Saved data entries
impl ColumnFormatter {
    /// Compile the formatter state from configuration.
    ///
    /// Every column template is parsed exactly once here; any missing width,
    /// unparsable specifier, undersized column or invalid date format aborts
    /// construction with [`FormatterError::Configuration`].
    pub fn new(
        config: &FormatterConfig,
        palette: Option<SeverityPalette>,
        clock: Arc<dyn SimTimeSource>,
    ) -> Result<Self> {
        let final_template = Template::parse(&config.format)?;
        let prefix_template = Template::parse(&config.prefix)?;
        let banner = Banner::new(config.divider_width)?;
        let date_format = config
            .date_format
            .clone()
            .unwrap_or_else(|| DEFAULT_DATE_FORMAT.to_owned());
        validate_date_format(&date_format)?;

        let fixed = config
            .fixed
            .iter()
            .map(|template| Column::compile(template))
            .collect::<Result<Vec<_>>>()?;
        let optional = config
            .optional
            .iter()
            .map(|template| Column::compile(template))
            .collect::<Result<Vec<_>>>()?;

        let mut uses_time =
            final_template.uses_field("asctime") || prefix_template.uses_field("asctime");
        let mut uses_sim_time =
            final_template.uses_field("simtime") || prefix_template.uses_field("simtime");
        for column in fixed.iter().chain(optional.iter()) {
            uses_time = uses_time || column.uses_time;
            uses_sim_time = uses_sim_time || column.uses_sim_time;
        }

        let mut fixed_pad = String::new();
        for column in &fixed {
            if column.severity_column && palette.is_some() {
                fixed_pad.push_str(&SeverityPalette::reset_pad(column.pad()));
            } else {
                fixed_pad.push_str(column.pad());
            }
            fixed_pad.push_str(&config.separator);
        }
        let mut optional_pad = String::new();
        for column in &optional {
            optional_pad.push_str(column.pad());
            optional_pad.push_str(&config.separator);
        }

        Ok(Self {
            final_template,
            prefix_template,
            date_format,
            simtime_format: config.simtime_format.clone(),
            separator: config.separator.clone(),
            banner,
            fixed,
            optional,
            fixed_pad,
            optional_pad,
            uses_time,
            uses_sim_time,
            optional_override: config.optional_override(),
            palette,
            clock,
        })
    }

    /// Always-rendered columns, in order.
    pub fn fixed(&self) -> &[Column] {
        &self.fixed
    }

    /// Conditionally-rendered columns, in order.
    pub fn optional(&self) -> &[Column] {
        &self.optional
    }

    /// Column separator string.
    pub fn separator(&self) -> &str {
        &self.separator
    }

    /// Whether any template consumes wall-clock time.
    pub fn uses_time(&self) -> bool {
        self.uses_time
    }

    /// Whether any template consumes simulated time.
    pub fn uses_sim_time(&self) -> bool {
        self.uses_sim_time
    }

    /// Render one event into one (possibly multi-line) text block.
    pub fn format(&self, event: &mut LogEvent) -> Result<String> {
        if event.include_optional.is_none() {
            event.include_optional = self.optional_override;
        }
        if event.header {
            return Ok(self.banner.header(&event.message));
        }
        if event.divider {
            return Ok(self.banner.divider(&event.message));
        }

        let asctime = self
            .uses_time
            .then(|| Local::now().format(&self.date_format).to_string());
        let simtime = if self.uses_sim_time {
            Some(self.format_sim_time()?)
        } else {
            None
        };

        let mut out = self.format_message(event, asctime.as_deref(), simtime.as_deref())?;

        if event.exc_text.is_none() {
            if let Some(exception) = &event.exception {
                event.exc_text = Some(exception.render());
            }
        }
        let include_optional = event.include_optional.unwrap_or(false);
        let has_prefix = event.prefix.as_deref().is_some_and(|p| !p.is_empty());
        if let Some(text) = event.exc_text.clone() {
            if !out.ends_with('\n') {
                out.push('\n');
            }
            let decorated = self.colourize(event.severity, &text)?;
            out.push_str(&self.pad_multi_line(&decorated, include_optional, has_prefix, true));
        }
        if let Some(stack) = event.stack.clone() {
            if !out.ends_with('\n') {
                out.push('\n');
            }
            let decorated = self.colourize(event.severity, &stack)?;
            out.push_str(&self.pad_multi_line(&decorated, include_optional, has_prefix, true));
        }
        Ok(out)
    }

    /// Render the columnar region plus the padded message region.
    fn format_message(
        &self,
        event: &mut LogEvent,
        asctime: Option<&str>,
        simtime: Option<&str>,
    ) -> Result<String> {
        let mut out = String::new();
        for column in &self.fixed {
            let rendered = self
                .format_column(column, event, asctime, simtime)?
                .unwrap_or_else(|| column.pad().to_owned());
            out.push_str(&rendered);
            out.push_str(&self.separator);
        }

        if event.include_optional.unwrap_or(true) {
            let mut any_rendered = false;
            let mut optional = String::new();
            for column in &self.optional {
                match self.format_column(column, event, asctime, simtime)? {
                    Some(text) => {
                        any_rendered = true;
                        optional.push_str(&text);
                    }
                    None => optional.push_str(column.pad()),
                }
                optional.push_str(&self.separator);
            }
            if event.include_optional.is_none() {
                event.include_optional = Some(any_rendered);
            }
            if event.include_optional == Some(true) {
                out.push_str(&optional);
            }
        }

        if event.prefix.is_none() {
            let rendered = self
                .prefix_template
                .render(|name| self.field_value(event, asctime, simtime, name));
            event.prefix = Some(rendered);
        }
        let prefix = event.prefix.clone().unwrap_or_default();

        let body = self
            .final_template
            .render(|name| self.field_value(event, asctime, simtime, name));
        let message = self.colourize(event.severity, &format!("{}{}", prefix, body))?;
        let include_optional = event.include_optional.unwrap_or(false);
        out.push_str(&self.pad_multi_line(&message, include_optional, !prefix.is_empty(), false));
        Ok(out)
    }

    /// Render one column: `None` means a referenced field was absent.
    fn format_column(
        &self,
        column: &Column,
        event: &LogEvent,
        asctime: Option<&str>,
        simtime: Option<&str>,
    ) -> Result<Option<String>> {
        let rendered = column
            .spec
            .render(|name| self.field_value(event, asctime, simtime, name));
        match rendered {
            None => Ok(None),
            Some(text) => {
                let text = truncate_to(&text, column.width());
                if column.severity_column {
                    if let Some(palette) = &self.palette {
                        return Ok(Some(palette.wrap(event.severity, &text)?));
                    }
                }
                Ok(Some(text))
            }
        }
    }

    fn field_value(
        &self,
        event: &LogEvent,
        asctime: Option<&str>,
        simtime: Option<&str>,
        name: &str,
    ) -> Option<FieldValue> {
        match name {
            "message" => Some(FieldValue::Str(event.message.clone())),
            "levelname" => Some(FieldValue::Str(event.severity.as_str().to_owned())),
            "name" => Some(FieldValue::Str(event.name.clone())),
            "asctime" => asctime.map(|s| FieldValue::Str(s.to_owned())),
            "simtime" => simtime.map(|s| FieldValue::Str(s.to_owned())),
            "filename" => event
                .call_site
                .map(|site| FieldValue::Str(site.filename().to_owned())),
            "lineno" => event
                .call_site
                .map(|site| FieldValue::Int(i64::from(site.line))),
            "funcName" => event
                .call_site
                .and_then(|site| site.function)
                .map(|function| FieldValue::Str(function.to_owned())),
            other => event.attrs.get(other).cloned(),
        }
    }

    /// Resolve the sim-time template: extract the resolution unit, query the
    /// clock, and render the full template with the numeric value.
    fn format_sim_time(&self) -> Result<String> {
        let template = &self.simtime_format;
        let unit = find_time_unit(template)
            .ok_or_else(|| FormatterError::SimTimeFormat(template.clone()))?;
        let value = self.clock.now(unit);
        let parsed =
            Template::parse(template).map_err(|_| FormatterError::SimTimeFormat(template.clone()))?;
        Ok(parsed.render_with(&FieldValue::Float(value)))
    }

    /// Indent string aligning continuation lines under the message column.
    pub fn continuation_indent(&self, include_optional: bool, has_prefix: bool) -> String {
        let mut indent = self.fixed_pad.clone();
        if include_optional {
            indent.push_str(&self.optional_pad);
        }
        if has_prefix {
            indent.push_str(PREFIX_INDENT);
        }
        indent
    }

    fn pad_multi_line(
        &self,
        text: &str,
        include_optional: bool,
        has_prefix: bool,
        pad_first_line: bool,
    ) -> String {
        let indent = self.continuation_indent(include_optional, has_prefix);
        let joined = text
            .split('\n')
            .collect::<Vec<_>>()
            .join(&format!("\n{}", indent));
        if pad_first_line {
            format!("{}{}", indent, joined)
        } else {
            joined
        }
    }

    fn colourize(&self, severity: Severity, text: &str) -> Result<String> {
        match &self.palette {
            Some(palette) => palette.wrap_lines(severity, text),
            None => Ok(text.to_owned()),
        }
    }
}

### ACTIVITY
Repeat the entries above verbatim, but only from the line that has "self.uses_time" down to the line that has "if let Some(text)", inclusive.

### EXERCISE RESPONSE
        self.uses_time
    }

    /// Whether any template consumes simulated time.
    pub fn uses_sim_time(&self) -> bool {
        self.uses_sim_time
    }

    /// Render one event into one (possibly multi-line) text block.
    pub fn format(&self, event: &mut LogEvent) -> Result<String> {
        if event.include_optional.is_none() {
            event.include_optional = self.optional_override;
        }
        if event.header {
            return Ok(self.banner.header(&event.message));
        }
        if event.divider {
            return Ok(self.banner.divider(&event.message));
        }

        let asctime = self
            .uses_time
            .then(|| Local::now().format(&self.date_format).to_string());
        let simtime = if self.uses_sim_time {
            Some(self.format_sim_time()?)
        } else {
            None
        };

        let mut out = self.format_message(event, asctime.as_deref(), simtime.as_deref())?;

        if event.exc_text.is_none() {
            if let Some(exception) = &event.exception {
                event.exc_text = Some(exception.render());
            }
        }
        let include_optional = event.include_optional.unwrap_or(false);
        let has_prefix = event.prefix.as_deref().is_some_and(|p| !p.is_empty());
        if let Some(text) = event.exc_text.clone() {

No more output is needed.